Compared to Weston, 80 percent of which was without power, only 20 percent of Westport’s more than 12,000 Connecticut Light & Power Company (CL&P) customers were off grid this morning in the wake of Saturday’s nor’easter, according to Fire Chief Andrew Kingsbury, the town’s emergency management director.
Westport also fared a lot letter than other towns hit by an unseasonable snow storm that dumped inches of the white stuff on leafy branches, causing them to crack with the sound of artillery fire throughout the region. By this morning, 100 percent of Litchfield County was reported to be without power, and in northern Fairfield County, Ridgefield and Redding were 100 percent in the dark.
Still, for Westport’s 20 percent without power, at noon the town opened a warming center at the Westport Center for Senior Activities on Imperial Avenue. Kingsbury said it would remain open until 6 p.m.
Also, the Westport Public Library opened at noon, its parking lot overflowing by 2 p.m. as many residents charged cellphones, plugged in laptops, or used the library’s computers.
Waiting until 1 p.m. was too long for Westporter Tony Joseph of Timber Lane, who headed to Starbucks.
“We lost power about 2:30 yesterday afternoon, and we came here to charge our iPhones,” he said. “This is the second time we’ve had to go through this.
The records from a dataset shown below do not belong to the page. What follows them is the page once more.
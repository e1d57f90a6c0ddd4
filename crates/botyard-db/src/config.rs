use std::env;

/// Database configuration.
///
/// Reads from the `BOTYARD_DATABASE_URL` environment variable, falling back to
/// `postgresql://localhost:5432/botyard` when unset.
#[derive(Debug, Clone)]
pub struct DbConfig {
    /// Full PostgreSQL connection URL.
    pub database_url: String,
}

impl DbConfig {
    /// The default connection URL used when no environment variable is set.
    pub const DEFAULT_URL: &str = "postgresql://localhost:5432/botyard";

    /// Environment variable consulted by [`DbConfig::from_env`].
    pub const ENV_VAR: &str = "BOTYARD_DATABASE_URL";

    /// Build a config from the environment.
    pub fn from_env() -> Self {
        let database_url =
            env::var(Self::ENV_VAR).unwrap_or_else(|_| Self::DEFAULT_URL.to_owned());
        Self { database_url }
    }

    /// Build a config from an explicit URL (useful for tests and CLI flags).
    pub fn new(database_url: impl Into<String>) -> Self {
        Self {
            database_url: database_url.into(),
        }
    }

    /// Extract the database name from the URL.
    ///
    /// Query parameters are ignored. Returns `None` if the URL has no path
    /// component.
    pub fn database_name(&self) -> Option<&str> {
        let without_query = self
            .database_url
            .split('?')
            .next()
            .unwrap_or(&self.database_url);
        let (head, name) = without_query.rsplit_once('/')?;
        // "postgresql://host" has only the scheme slashes before the host.
        if head.ends_with('/') || name.is_empty() {
            return None;
        }
        Some(name)
    }

    /// Return a URL pointing at the `postgres` maintenance database on the
    /// same host. Used to issue `CREATE DATABASE` when the target DB does not
    /// yet exist.
    pub fn maintenance_url(&self) -> String {
        match self.database_name() {
            Some(name) => {
                let pos = self.database_url.rfind(&format!("/{name}")).unwrap_or(0);
                let mut url = self.database_url[..pos].to_owned();
                url.push_str("/postgres");
                url
            }
            None => self.database_url.clone(),
        }
    }
}

impl Default for DbConfig {
    fn default() -> Self {
        Self::from_env()
    }
}

#[cfg(test)]
mod tests {
    use super::*;

    #[test]
    fn default_url() {
        let cfg = DbConfig::new(DbConfig::DEFAULT_URL);
        assert_eq!(cfg.database_url, "postgresql://localhost:5432/botyard");
        assert_eq!(cfg.database_name(), Some("botyard"));
    }

    #[test]
    fn database_name_ignores_query() {
        let cfg = DbConfig::new("postgresql://localhost:5432/mydb?sslmode=disable");
        assert_eq!(cfg.database_name(), Some("mydb"));
    }

    #[test]
    fn database_name_missing() {
        let cfg = DbConfig::new("postgresql://localhost:5432");
        assert_eq!(cfg.database_name(), None);
        assert_eq!(cfg.maintenance_url(), "postgresql://localhost:5432");
    }

    #[test]
    fn maintenance_url_replaces_db() {
        let cfg = DbConfig::new("postgresql://localhost:5432/botyard");
        assert_eq!(
            cfg.maintenance_url(),
            "postgresql://localhost:5432/postgres"
        );
    }
}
With Hurricane Irene we were knocked out for four days.”
Joseph, who came back to Stabucks today to get online, said connections to the Internet were slow because so many others without power had the same idea.
“I was out for six days with the hurricane, and this looks very bad because so many trees are down,’” Zita chimed in. “It was like the Fourth of July hearing the trees snap. I hear the Weston schools are going to be closed Monday and Tuesday.”
As he spoke, there was no indication as to whether the Westport Public Schools would be open. It was later announced the Westport schools would open as usual.
“It’s funny that my brother who lives in Old Lyme didn’t get anything,” Zita pointed out. “He said, ‘What storm?’ They go zero.”
Joseph, who with his wife moved to Westport from Manhattan a year and a half ago, said two power outages in a row are making him skittish about having moved to the suburbs.
“This is the second time,” he said. “I think I’m going to have to get a generator.”